### WHAT YOU ARE ASKED TO DO
Using the records below, transcribe word for word the stretch from the line that contains "composition and value" through the line that contains "use colored::Colorize;", both end lines included, and nothing else.

(Collected data)
BEGIN
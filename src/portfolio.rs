//! Portfolio and price state
//!
//! A portfolio is a single mapping from holding key (asset or cash) to a
//! signed rational quantity. Cash balances and security positions live in
//! the same map; the key tells them apart. Entries that reach exactly zero
//! are removed immediately, so every key present holds a non-zero quantity.

use std::collections::BTreeMap;
use std::fmt;

use num_traits::Zero;

use crate::num::Rational;

/// Key of one portfolio entry: either a security position (by internal
/// asset identifier) or a cash balance (by ISO currency code).
#[derive(Debug, Clone, PartialEq, Eq, PartialOrd, Ord, Hash)]
pub enum HoldingKey {
    Asset(String),
    Cash(String),
}

impl HoldingKey {
    pub fn asset(uid: impl Into<String>) -> Self {
        HoldingKey::Asset(uid.into())
    }

    pub fn cash(currency: impl Into<String>) -> Self {
        HoldingKey::Cash(currency.into())
    }
}

impl fmt::Display for HoldingKey {
    fn fmt(&self, f: &mut fmt::Formatter<'_>) -> fmt::Result {
        match self {
            HoldingKey::Asset(uid) => write!(f, "{}", uid),
            HoldingKey::Cash(currency) => write!(f, "{}", currency),
        }
    }
}

/// Holdings mapping with the zero-pruning invariant.
#[derive(Debug, Clone, Default, PartialEq)]
pub struct Portfolio {
    holdings: BTreeMap<HoldingKey, Rational>,
}

impl Portfolio {
    pub fn new() -> Self {
        Self::default()
    }

    /// Add `delta` to the entry for `key`, treating an absent entry as zero.
    /// If the result is exactly zero the entry is removed.
    pub fn add(&mut self, key: HoldingKey, delta: &Rational) {
        let updated = match self.holdings.get(&key) {
            Some(current) => current + delta,
            None => delta.clone(),
        };
        if updated.is_zero() {
            self.holdings.remove(&key);
        } else {
            self.holdings.insert(key, updated);
        }
    }

    /// Subtract `delta` from the entry for `key`.
    pub fn sub(&mut self, key: HoldingKey, delta: &Rational) {
        self.add(key, &(-delta));
    }

    /// Remove an entry outright, returning its quantity if present.
    pub fn remove(&mut self, key: &HoldingKey) -> Option<Rational> {
        self.holdings.remove(key)
    }

    pub fn get(&self, key: &HoldingKey) -> Option<&Rational> {
        self.holdings.get(key)
    }

    pub fn iter(&self) -> impl Iterator<Item = (&HoldingKey, &Rational)> {
        self.holdings.iter()
    }

    pub fn len(&self) -> usize {
        self.holdings.len()
    }

    pub fn is_empty(&self) -> bool {
        self.holdings.is_empty()
    }
}

impl FromIterator<(HoldingKey, Rational)> for Portfolio {
    fn from_iter<I: IntoIterator<Item = (HoldingKey, Rational)>>(iter: I) -> Self {
        let mut portfolio = Portfolio::new();
        for (key, quantity) in iter {
            portfolio.add(key, &quantity);
        }
        portfolio
    }
}

/// Most-recently-known price per asset, with the currency each price is
/// denominated in. Replayed backward, "most recent" means the earliest
/// candle seen so far in the walk.
#[derive(Debug, Clone, Default, PartialEq)]
pub struct PriceTable {
    prices: BTreeMap<String, (Rational, String)>,
}

impl PriceTable {
    pub fn new() -> Self {
        Self::default()
    }

    pub fn set(&mut self, asset_uid: impl Into<String>, price: Rational, currency: impl Into<String>) {
        self.prices.insert(asset_uid.into(), (price, currency.into()));
    }

    /// Price and denomination currency for an asset, if any observation
    /// has been recorded.
    pub fn get(&self, asset_uid: &str) -> Option<(&Rational, &str)> {
        self.prices
            .get(asset_uid)
            .map(|(price, currency)| (price, currency.as_str()))
    }

    pub fn iter(&self) -> impl Iterator<Item = (&String, &(Rational, String))> {
        self.prices.iter()
    }

    pub fn len(&self) -> usize {
        self.prices.len()
    }

    pub fn is_empty(&self) -> bool {
        self.prices.is_empty()
    }
}

#[cfg(test)]
mod tests {
    use super::*;
    use crate::num::from_int;

    #[test]
    fn test_add_accumulates() {
        let mut portfolio = Portfolio::new();
        portfolio.add(HoldingKey::asset("a"), &from_int(3));
        portfolio.add(HoldingKey::asset("a"), &from_int(4));
        assert_eq!(portfolio.get(&HoldingKey::asset("a")), Some(&from_int(7)));
    }

    #[test]
    fn test_zero_entry_is_pruned() {
        let mut portfolio = Portfolio::new();
        portfolio.add(HoldingKey::asset("a"), &from_int(5));
        portfolio.sub(HoldingKey::asset("a"), &from_int(5));
        assert_eq!(portfolio.get(&HoldingKey::asset("a")), None);
        assert!(portfolio.is_empty());
    }

    #[test]
    fn test_sub_from_absent_goes_negative() {
        let mut portfolio = Portfolio::new();
        portfolio.sub(HoldingKey::cash("usd"), &from_int(100));
        assert_eq!(portfolio.get(&HoldingKey::cash("usd")), Some(&from_int(-100)));
    }

    #[test]
    fn test_cash_and_asset_keys_are_distinct() {
        let mut portfolio = Portfolio::new();
        portfolio.add(HoldingKey::asset("usd"), &from_int(1));
        portfolio.add(HoldingKey::cash("usd"), &from_int(2));
        assert_eq!(portfolio.len(), 2);
    }

    #[test]
    fn test_no_zero_entries_after_any_mutation_sequence() {
        let mut portfolio = Portfolio::new();
        let deltas = [3i64, -1, -2, 10, -10, 4];
        for delta in deltas {
            portfolio.add(HoldingKey::asset("x"), &from_int(delta));
            for (_, quantity) in portfolio.iter() {
                assert!(!crate::num::is_zero(quantity));
            }
        }
        assert_eq!(portfolio.get(&HoldingKey::asset("x")), Some(&from_int(4)));
    }

    #[test]
    fn test_price_table_overwrite() {
        let mut prices = PriceTable::new();
        prices.set("a", from_int(10), "usd");
        prices.set("a", from_int(9), "usd");
        let (price, currency) = prices.get("a").unwrap();
        assert_eq!(price, &from_int(9));
        assert_eq!(currency, "usd");
    }
}
//! Highwater - peak brokerage account value evaluator
//!
//! This library reconstructs a brokerage account's composition and value
//! at every point in a tax year by replaying its operation history
//! backward from the current snapshot, and reports the maximum aggregate
//! value observed in the reporting currency.

pub mod config;
pub mod engine;
pub mod error;
pub mod inputs;
pub mod num;
pub mod ops;
pub mod portfolio;
pub mod rates;
pub mod report;
pub mod tickers;
pub mod valuation;
//! CLI report rendering
//!
//! Formats the snapshot valuation and the best replayed candidate as
//! tables. Purely presentational; all numbers shown here are rounded
//! renderings of the exact values the engine carries.

use colored::Colorize;
use itertools::Itertools;
use tabled::{settings::Style, Table, Tabled};

use crate::engine::{Candidate, Step};
use crate::num::{format_rational, Rational};
use crate::portfolio::{HoldingKey, Portfolio, PriceTable};
use crate::rates::ExchangeRateTable;
use crate::tickers::TickerMap;

#[derive(Tabled)]
struct PositionRow {
    #[tabled(rename = "Position")]
    name: String,
    #[tabled(rename = "Quantity")]
    quantity: String,
}

#[derive(Tabled)]
struct CostRow {
    #[tabled(rename = "Currency")]
    currency: String,
    #[tabled(rename = "Amount")]
    amount: String,
}

#[derive(Tabled)]
struct PriceRow {
    #[tabled(rename = "Position")]
    name: String,
    #[tabled(rename = "Price")]
    price: String,
    #[tabled(rename = "Currency")]
    currency: String,
}

fn positions_table(portfolio: &Portfolio, tickers: &TickerMap) -> String {
    let rows: Vec<PositionRow> = tickers
        .group(portfolio)
        .into_iter()
        .map(|(name, quantity)| PositionRow {
            name,
            quantity: format_rational(&quantity, 4),
        })
        .collect();
    Table::new(rows).with(Style::rounded()).to_string()
}

fn cost_table(cost: &Portfolio) -> String {
    let rows: Vec<CostRow> = cost
        .iter()
        .map(|(key, amount)| CostRow {
            currency: match key {
                HoldingKey::Cash(currency) => currency.clone(),
                HoldingKey::Asset(uid) => format!("{} (unpriced)", uid),
            },
            amount: format_rational(amount, 2),
        })
        .collect();
    Table::new(rows).with(Style::rounded()).to_string()
}

fn prices_table(prices: &PriceTable, tickers: &TickerMap) -> String {
    let rows: Vec<PriceRow> = prices
        .iter()
        .sorted_by(|a, b| tickers.display(a.0).cmp(tickers.display(b.0)))
        .map(|(uid, (price, currency))| PriceRow {
            name: tickers.display(uid).to_string(),
            price: format_rational(price, 4),
            currency: currency.clone(),
        })
        .collect();
    Table::new(rows).with(Style::rounded()).to_string()
}

fn aggregate_line(aggregate: &Rational, rates: &ExchangeRateTable) -> String {
    format!(
        "Aggregate value: {} {}",
        format_rational(aggregate, 2).green().bold(),
        rates.reporting_currency()
    )
}

/// Print the current snapshot valuation (no replay).
pub fn print_snapshot(
    portfolio: &Portfolio,
    cost: &Portfolio,
    aggregate: &Rational,
    tickers: &TickerMap,
    rates: &ExchangeRateTable,
) {
    println!("\n{}", "Current portfolio".bold());
    println!("{}", positions_table(portfolio, tickers));
    println!("\n{}", "Liquidation cost".bold());
    println!("{}", cost_table(cost));
    println!("\n{}\n", aggregate_line(aggregate, rates));
}

/// Print the peak in-year valuation found by the backward replay.
pub fn print_best(candidate: &Candidate, tickers: &TickerMap, rates: &ExchangeRateTable) {
    println!(
        "\n{} {}",
        "Peak value at".bold(),
        candidate.date.to_rfc3339().bold()
    );
    println!("\n{}", "Portfolio".bold());
    println!("{}", positions_table(&candidate.portfolio, tickers));
    println!("\n{}", "Prices".bold());
    println!("{}", prices_table(&candidate.prices, tickers));
    println!("\n{}", "Liquidation cost".bold());
    println!("{}", cost_table(&candidate.cost));
    println!("\n{}\n", aggregate_line(&candidate.aggregate, rates));
}

/// Print every replayed step, newest first.
pub fn print_trace(trace: &[Step], rates: &ExchangeRateTable) {
    println!("\n{}", "Replay trace (newest first)".bold());
    for step in trace {
        println!(
            "  {}  positions={:<3} aggregate={} {}",
            step.date.to_rfc3339(),
            step.portfolio.len(),
            format_rational(&step.aggregate, 2),
            rates.reporting_currency()
        );
    }
    println!();
}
END
### EXERCISE SOLUTION
//! This library reconstructs a brokerage account's composition and value
//! at every point in a tax year by replaying its operation history
//! backward from the current snapshot, and reports the maximum aggregate
//! value observed in the reporting currency.

pub mod config;
pub mod engine;
pub mod error;
pub mod inputs;
pub mod num;
pub mod ops;
pub mod portfolio;
pub mod rates;
pub mod report;
pub mod tickers;
pub mod valuation;
//! CLI report rendering
//!
//! Formats the snapshot valuation and the best replayed candidate as
//! tables. Purely presentational; all numbers shown here are rounded
//! renderings of the exact values the engine carries.

use colored::Colorize;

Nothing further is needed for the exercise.